━━━━━ DATA SECTION ━━━━━
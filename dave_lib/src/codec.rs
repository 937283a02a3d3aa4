//! Raw DEFLATE framing for texture payloads.
//!
//! Archive payloads carry no zlib or gzip header, so both directions use the
//! raw stream state machines. Decompression is two-phase: the texture header
//! is inflated first, and the rest of the stream is only paid for when that
//! header shows the texture needs repair.
use flate2::{Compress, Compression, Decompress, FlushCompress, FlushDecompress, Status};

use crate::error::CodecError;
use crate::tex;

/// Inflates `compressed` into `out`, stopping early when the leading texture
/// header shows there is nothing to repair.
///
/// Returns `true` when `out` holds the complete payload and `false` when the
/// texture was left alone, in which case the contents of `out` are
/// unspecified.
pub fn decompress(compressed: &[u8], out: &mut [u8]) -> Result<bool, CodecError> {
    if out.len() < tex::TEX_HEADER_SIZE {
        return Ok(false);
    }

    let mut inflater = Decompress::new(false);
    let status = inflater.decompress(
        compressed,
        &mut out[..tex::TEX_HEADER_SIZE],
        FlushDecompress::Sync,
    )?;
    if (inflater.total_out() as usize) < tex::TEX_HEADER_SIZE {
        return Err(CodecError::HeaderIncomplete);
    }
    if status == Status::StreamEnd || !tex::needs_fixing(&out[..tex::TEX_HEADER_SIZE])? {
        return Ok(false);
    }

    let consumed = inflater.total_in() as usize;
    let status = inflater.decompress(
        &compressed[consumed..],
        &mut out[tex::TEX_HEADER_SIZE..],
        FlushDecompress::Finish,
    )?;
    if status != Status::StreamEnd || inflater.total_out() as usize != out.len() {
        return Err(CodecError::DecompressedSize);
    }
    if inflater.total_in() as usize != compressed.len() {
        return Err(CodecError::CompressedSize);
    }
    Ok(true)
}

/// Deflates `data`, giving up as soon as the result would not be strictly
/// smaller than the input. Returns the compressed bytes, or `None` when the
/// caller should store the raw form.
pub fn compress(data: &[u8], level: Compression) -> Result<Option<Vec<u8>>, CodecError> {
    let mut deflater = Compress::new(level, false);
    let mut out = vec![0u8; data.len().saturating_sub(1)];

    let status = deflater.compress(data, &mut out, FlushCompress::Finish)?;
    match status {
        Status::StreamEnd => {
            if deflater.total_in() as usize != data.len() {
                return Err(CodecError::CompressTruncated);
            }
            out.truncate(deflater.total_out() as usize);
            Ok(Some(out))
        }
        _ => Ok(None),
    }
}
━━━━━
__YOUR INSTRUCTIONS__.
The reply must consist solely of the lines from the one containing "smaller than the" through the last line of the data, reproduced exactly.

__EXERCISE ANSWER__.
/// smaller than the input. Returns the compressed bytes, or `None` when the
/// caller should store the raw form.
pub fn compress(data: &[u8], level: Compression) -> Result<Option<Vec<u8>>, CodecError> {
    let mut deflater = Compress::new(level, false);
    let mut out = vec![0u8; data.len().saturating_sub(1)];

    let status = deflater.compress(data, &mut out, FlushCompress::Finish)?;
    match status {
        Status::StreamEnd => {
            if deflater.total_in() as usize != data.len() {
                return Err(CodecError::CompressTruncated);
            }
            out.truncate(deflater.total_out() as usize);
            Ok(Some(out))
        }
        _ => Ok(None),
    }
}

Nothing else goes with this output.